Yugi reached out to him but he felt him retreating. Under other circumstances he'd have allowed him to but this time he imposed, taking his hand and forcing him to touch the scars upon his arms.

He could feel Atems tension and discomfort but that was exactly what he didn't want him to feel. This was difficult for him too, but he needed Atem to know him.

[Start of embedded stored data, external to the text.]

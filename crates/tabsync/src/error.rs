//! Error types for the facade.

use thiserror::Error;

use tabsync_adapters::AdapterError;
use tabsync_core::{AccessorError, MessageError};
use tabsync_sync::SyncError;

/// Any error raised by a tabsync component.
#[derive(Debug, Error)]
pub enum TabsyncError {
    /// Malformed wire message.
    #[error("message error: {0}")]
    Message(#[from] MessageError),

    /// Store read or write failed.
    #[error("accessor error: {0}")]
    Accessor(#[from] AccessorError),

    /// Channel error.
    #[error("sync error: {0}")]
    Sync(#[from] SyncError),

    /// Adapter error.
    #[error("adapter error: {0}")]
    Adapter(#[from] AdapterError),

    /// The tracing subscriber could not be installed.
    #[error("logging error: {0}")]
    Logging(String),
}

/// Result type for facade operations.
pub type Result<T> = std::result::Result<T, TabsyncError>;
//! Binding for observable stores: one object with tracked fields, written in
//! batched actions.
//!
//! Observers hear about a batch once, after it completes. The adapter keeps
//! the previous value of every tracked field and broadcasts only those whose
//! value changed.

use std::sync::{Arc, Mutex, PoisonError};

use serde_json::Value;

use tabsync_core::{AccessorError, StateAccessor, StateMap};
use tabsync_sync::{ChannelManager, Connector, SyncOutcome};

use crate::binding::{broadcast_from_listener, AdapterOptions, Binding};
use crate::error::{AdapterError, Result};
use crate::subscription::{Listeners, Subscription};

/// Channel used when the options name none.
pub const OBSERVABLE_CHANNEL: &str = "observable-channel";

/// An object of named fields whose observers run after each action.
pub struct ObservableStore {
    fields: Mutex<StateMap>,
    observers: Listeners<()>,
}

impl ObservableStore {
    pub fn new(fields: StateMap) -> Self {
        Self {
            fields: Mutex::new(fields),
            observers: Listeners::new(),
        }
    }

    pub fn get(&self, key: &str) -> Option<Value> {
        self.lock().get(key).cloned()
    }

    /// Set one field as its own action.
    pub fn set(&self, key: impl Into<String>, value: Value) {
        let key = key.into();
        self.run_in_action(move |fields| {
            fields.insert(key, value);
        });
    }

    /// Run `action` against the fields as one batch. Observers are notified
    /// once afterwards, and only if something changed.
    ///
    /// `action` must not call back into the store.
    pub fn run_in_action<R>(&self, action: impl FnOnce(&mut StateMap) -> R) -> R {
        let (result, changed) = {
            let mut fields = self.lock();
            let before = fields.clone();
            let result = action(&mut *fields);
            (result, *fields != before)
        };
        if changed {
            self.observers.notify(&());
        }
        result
    }

    pub fn snapshot(&self) -> StateMap {
        self.lock().clone()
    }

    /// Run `observer` after every action that changes the store.
    pub fn observe(&self, observer: impl Fn() + Send + Sync + 'static) -> Subscription {
        self.observers.subscribe(move |_: &()| observer())
    }

    pub fn observer_count(&self) -> usize {
        self.observers.len()
    }

    fn lock(&self) -> std::sync::MutexGuard<'_, StateMap> {
        self.fields.lock().unwrap_or_else(PoisonError::into_inner)
    }
}

/// Reads and writes the tracked fields of an [`ObservableStore`].
pub struct ObservableAccessor {
    store: Arc<ObservableStore>,
    keys: Vec<String>,
}

impl ObservableAccessor {
    pub fn new(store: Arc<ObservableStore>, keys: Vec<String>) -> Self {
        Self { store, keys }
    }
}

impl StateAccessor for ObservableAccessor {
    type State = StateMap;

    fn snapshot(&self) -> std::result::Result<StateMap, AccessorError> {
        Ok(self.store.snapshot().subset(self.keys.iter().map(String::as_str)))
    }

    /// Writes every tracked field that already exists, in a single action.
    fn patch(&self, partial: StateMap) -> std::result::Result<(), AccessorError> {
        self.store.run_in_action(|fields| {
            for (key, value) in partial {
                if self.keys.contains(&key) && fields.contains_key(&key) {
                    fields.insert(key, value);
                }
            }
        });
        Ok(())
    }
}

/// Keeps the tracked fields of an observable store in sync across peers.
pub struct ObservableAdapter {
    binding: Binding<ObservableAccessor>,
}

impl ObservableAdapter {
    /// Bind the tracked `keys` of `store` to a channel and start initial sync.
    ///
    /// Fails with [`AdapterError::EmptyKeys`] when `keys` is empty.
    pub fn new<C: Connector>(
        store: Arc<ObservableStore>,
        keys: impl IntoIterator<Item = impl Into<String>>,
        connector: &C,
        options: AdapterOptions,
    ) -> Result<Self> {
        let keys: Vec<String> = keys.into_iter().map(Into::into).collect();
        if keys.is_empty() {
            return Err(AdapterError::EmptyKeys);
        }

        let previous = Mutex::new(store.snapshot().subset(keys.iter().map(String::as_str)));
        let binding = Binding::new(
            ObservableAccessor::new(Arc::clone(&store), keys.clone()),
            connector,
            options.into_config(OBSERVABLE_CHANNEL),
        )?;

        let broadcaster = binding.broadcaster();
        let weak_store = Arc::downgrade(&store);
        binding.hold(store.observe(move || {
            let Some(store) = weak_store.upgrade() else {
                return;
            };
            let next = store.snapshot().subset(keys.iter().map(String::as_str));

            let changed: StateMap = {
                let mut previous = previous.lock().unwrap_or_else(PoisonError::into_inner);
                let changed: StateMap = previous
                    .changed_keys(&next)
                    .into_iter()
                    .filter_map(|key| {
                        let value = next.get(&key)?.clone();
                        Some((key, value))
                    })
                    .collect();
                *previous = next;
                changed
            };

            if !changed.is_empty() {
                broadcast_from_listener(&broadcaster, &changed, "changed fields");
            }
        }));

        Ok(Self { binding })
    }

    pub fn manager(&self) -> &ChannelManager<ObservableAccessor> {
        self.binding.manager()
    }

    pub async fn wait_synced(&self) -> Option<SyncOutcome> {
        self.binding.manager().wait_synced().await
    }

    pub fn broadcast_state(&self, partial: &StateMap) -> Result<()> {
        Ok(self.binding.broadcast_state(partial)?)
    }

    pub fn destroy(&self) {
        self.binding.destroy();
    }
}

#[cfg(test)]
mod tests {
    use super::*;
    use serde_json::json;
    use std::sync::atomic::{AtomicUsize, Ordering};
    use std::time::Duration;
    use tabsync_sync::MemoryNetwork;

    fn todo_store() -> Arc<ObservableStore> {
        let mut fields = StateMap::new();
        fields.insert("todos", json!([{ "id": 1, "text": "plan", "done": false }]));
        fields.insert("filter", json!("all"));
        fields.insert("draft", json!(""));
        Arc::new(ObservableStore::new(fields))
    }

    fn options() -> AdapterOptions {
        AdapterOptions::new()
            .sync_timeout(Duration::from_millis(100))
            .retry_attempts(2)
            .retry_delay(Duration::from_millis(50))
    }

    #[test]
    fn test_batch_notifies_once() {
        let store = todo_store();
        let hits = Arc::new(AtomicUsize::new(0));
        let counter = Arc::clone(&hits);
        let _sub = store.observe(move || {
            counter.fetch_add(1, Ordering::SeqCst);
        });

        store.run_in_action(|fields| {
            fields.insert("filter", json!("active"));
            fields.insert("draft", json!("buy milk"));
        });
        assert_eq!(hits.load(Ordering::SeqCst), 1);

        // Writing the same values is not a change.
        store.set("filter", json!("active"));
        assert_eq!(hits.load(Ordering::SeqCst), 1);
    }

    #[test]
    fn test_patch_skips_untracked_and_missing_fields() {
        let store = todo_store();
        let accessor = ObservableAccessor::new(Arc::clone(&store), vec!["filter".into(), "extra".into()]);

        let mut patch = StateMap::single("filter", json!("done"));
        patch.insert("draft", json!("nope"));
        patch.insert("extra", json!(1));
        accessor.patch(patch).unwrap();

        assert_eq!(store.get("filter"), Some(json!("done")));
        assert_eq!(store.get("draft"), Some(json!("")));
        assert_eq!(store.get("extra"), None);
        assert_eq!(
            accessor.snapshot().unwrap(),
            StateMap::single("filter", json!("done"))
        );
    }

    #[test]
    fn test_empty_keys_rejected() {
        let network = MemoryNetwork::new();
        let result = ObservableAdapter::new(todo_store(), Vec::<String>::new(), &network, options());
        assert!(matches!(result, Err(AdapterError::EmptyKeys)));
    }

    #[tokio::test(start_paused = true)]
    async fn test_nested_change_is_detected_and_broadcast() {
        let network = MemoryNetwork::new();
        let mut tap = network.tap(OBSERVABLE_CHANNEL).unwrap();
        let store = todo_store();
        let adapter =
            ObservableAdapter::new(Arc::clone(&store), ["todos", "filter"], &network, options())
                .unwrap();
        adapter.wait_synced().await.unwrap();
        while tap.try_recv().is_ok() {}

        store.run_in_action(|fields| {
            fields.insert("todos", json!([{ "id": 1, "text": "plan", "done": true }]));
            fields.insert("draft", json!("untracked"));
        });

        let update = tap.try_recv().unwrap();
        assert_eq!(
            update.state,
            Some(json!({ "todos": [{ "id": 1, "text": "plan", "done": true }] }))
        );
        assert!(tap.try_recv().is_err());
    }

    #[tokio::test(start_paused = true)]
    async fn test_peers_converge_on_tracked_fields() {
        let network = MemoryNetwork::new();
        let store_a = todo_store();
        let a = ObservableAdapter::new(Arc::clone(&store_a), ["todos", "filter"], &network, options())
            .unwrap();
        a.wait_synced().await.unwrap();

        let store_b = Arc::new(ObservableStore::new(StateMap::single("filter", json!("none"))));
        store_b.set("todos", json!([]));
        let b = ObservableAdapter::new(Arc::clone(&store_b), ["todos", "filter"], &network, options())
            .unwrap();
        assert!(b.wait_synced().await.unwrap().is_remote());
        assert_eq!(store_b.get("todos"), store_a.get("todos"));
        assert_eq!(store_b.get("filter"), Some(json!("all")));

        store_b.set("filter", json!("done"));
        tokio::time::sleep(Duration::from_millis(1)).await;
        assert_eq!(store_a.get("filter"), Some(json!("done")));
        assert_eq!(a.manager().stats().broadcasts_suppressed, 1);
        assert_eq!(store_a.observer_count(), 1);
    }
}
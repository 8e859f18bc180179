//! Tracing setup for hosts that do not install their own subscriber.

use tracing_subscriber::{fmt, layer::SubscriberExt, util::SubscriberInitExt, EnvFilter};

use crate::error::{Result, TabsyncError};

/// Install a global fmt subscriber.
///
/// `RUST_LOG` wins when set; otherwise `filter` is used, e.g.
/// `"tabsync_sync=debug,info"`. Fails if the filter does not parse or a
/// global subscriber is already installed.
pub fn init_tracing(filter: &str) -> Result<()> {
    let env_filter = match EnvFilter::try_from_default_env() {
        Ok(env_filter) => env_filter,
        Err(_) => EnvFilter::try_new(filter).map_err(|e| TabsyncError::Logging(e.to_string()))?,
    };

    tracing_subscriber::registry()
        .with(env_filter)
        .with(fmt::layer().with_target(true))
        .try_init()
        .map_err(|e| TabsyncError::Logging(e.to_string()))
}

#[cfg(test)]
mod tests {
    use super::*;

    #[test]
    fn test_second_init_fails() {
        let _ = init_tracing("info");
        assert!(matches!(init_tracing("info"), Err(TabsyncError::Logging(_))));
    }
}
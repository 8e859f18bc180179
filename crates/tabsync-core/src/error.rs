//! Error types for tabsync core.

use thiserror::Error;

use crate::message::MessageType;

/// A wire message that does not carry the fields its type requires.
#[derive(Debug, Error, PartialEq, Eq)]
pub enum MessageError {
    #[error("{0:?} message is missing its correlation id")]
    MissingId(MessageType),

    #[error("{0:?} message is missing its state payload")]
    MissingState(MessageType),
}

/// Errors raised by a store's snapshot or patch functions.
#[derive(Debug, Error)]
pub enum AccessorError {
    /// The store could not produce or accept a value.
    #[error("store error: {0}")]
    Store(String),

    /// A state value could not be converted to or from JSON.
    #[error("state encoding error: {0}")]
    Encoding(#[from] serde_json::Error),

    /// The store behind the accessor has gone away.
    #[error("store unavailable")]
    Unavailable,
}

impl AccessorError {
    /// Shorthand for a store-specific failure.
    pub fn store(msg: impl Into<String>) -> Self {
        AccessorError::Store(msg.into())
    }
}
//! Inbound queue.
//!
//! Strict FIFO with a single drain at a time: whoever enqueues into an idle
//! queue becomes the drainer and keeps popping until the queue is empty, so
//! arrivals during a drain are handled by that same drain. Everything that
//! patches the store goes through here, which keeps store mutation
//! single-file no matter how many runtime workers deliver messages.

use std::collections::VecDeque;

/// An item waiting to be handled, with its local arrival time.
#[derive(Debug, Clone)]
pub(crate) struct Queued<T> {
    pub item: T,
    /// Unix milliseconds at which this peer enqueued the item.
    pub received_at: i64,
}

#[derive(Debug)]
pub(crate) struct InboundQueue<T> {
    entries: VecDeque<Queued<T>>,
    draining: bool,
}

impl<T> InboundQueue<T> {
    pub fn new() -> Self {
        Self {
            entries: VecDeque::new(),
            draining: false,
        }
    }

    /// Append an item. Returns true when the caller must start draining.
    pub fn push(&mut self, item: T, received_at: i64) -> bool {
        self.entries.push_back(Queued { item, received_at });
        if self.draining {
            false
        } else {
            self.draining = true;
            true
        }
    }

    /// Pop the oldest item. Returning `None` ends the current drain.
    pub fn pop(&mut self) -> Option<Queued<T>> {
        let next = self.entries.pop_front();
        if next.is_none() {
            self.draining = false;
        }
        next
    }

    /// Discard everything still waiting.
    pub fn clear(&mut self) {
        self.entries.clear();
    }
}
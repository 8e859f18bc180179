//! Per-channel counters.

use std::sync::atomic::{AtomicU64, Ordering};

use tabsync_core::InstanceId;

/// How initial-state acquisition ended.
#[derive(Debug, Clone, Copy, PartialEq, Eq)]
pub enum SyncOutcome {
    /// A peer answered; its snapshot was applied.
    Remote {
        /// The responding peer.
        source: InstanceId,
        /// Which request attempt (1-based) was answered.
        attempt: u32,
    },
    /// Nobody answered; the local snapshot was kept.
    LocalFallback {
        /// Requests issued before giving up.
        attempts: u32,
    },
}

impl SyncOutcome {
    pub fn is_remote(&self) -> bool {
        matches!(self, SyncOutcome::Remote { .. })
    }
}

/// Point-in-time copy of a channel's counters.
#[derive(Debug, Default, Clone, Copy, PartialEq, Eq)]
pub struct ChannelStats {
    /// Inbound UPDATEs patched into the store.
    pub updates_applied: u64,
    /// Inbound UPDATEs dropped because another application was in progress.
    pub updates_nested: u64,
    /// REQUESTs answered with a snapshot.
    pub requests_answered: u64,
    /// RESPONSEs that resolved a pending request.
    pub responses_accepted: u64,
    /// RESPONSEs with no matching pending request.
    pub responses_discarded: u64,
    /// Messages dropped because they carried our own instance id.
    pub self_echoes: u64,
    /// Queued messages whose handler failed or panicked.
    pub handler_errors: u64,
    /// UPDATEs posted by `broadcast_state`.
    pub broadcasts_sent: u64,
    /// `broadcast_state` calls suppressed by the reentrancy flag.
    pub broadcasts_suppressed: u64,
}

#[derive(Debug, Default)]
pub(crate) struct StatsRecorder {
    pub updates_applied: AtomicU64,
    pub updates_nested: AtomicU64,
    pub requests_answered: AtomicU64,
    pub responses_accepted: AtomicU64,
    pub responses_discarded: AtomicU64,
    pub self_echoes: AtomicU64,
    pub handler_errors: AtomicU64,
    pub broadcasts_sent: AtomicU64,
    pub broadcasts_suppressed: AtomicU64,
}

impl StatsRecorder {
    pub fn bump(counter: &AtomicU64) {
        counter.fetch_add(1, Ordering::Relaxed);
    }

    pub fn snapshot(&self) -> ChannelStats {
        let load = |c: &AtomicU64| c.load(Ordering::Relaxed);
        ChannelStats {
            updates_applied: load(&self.updates_applied),
            updates_nested: load(&self.updates_nested),
            requests_answered: load(&self.requests_answered),
            responses_accepted: load(&self.responses_accepted),
            responses_discarded: load(&self.responses_discarded),
            self_echoes: load(&self.self_echoes),
            handler_errors: load(&self.handler_errors),
            broadcasts_sent: load(&self.broadcasts_sent),
            broadcasts_suppressed: load(&self.broadcasts_suppressed),
        }
    }
}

"I should have been the one to tell you. These scars don't reflect the pain I felt when you left. These scars reflect how foolish I was to think I was nothing without you. Everyone asked me how I was doing, almost constantly to a point that I became terrified to leave my room. The expectancy people had when they looked at me as if I was supposed to break down in tears because you were gone, the image of me they had in their mind that I was some dependant child without his guardian angel to hold his hand everywhere he went. I hated it so much I distanced myself to avoid the looks, the questions pretty much everything. Before I knew it leaving my bedroom actually became terrifying. I slept all day just so I could leave my room when Grandpa was asleep."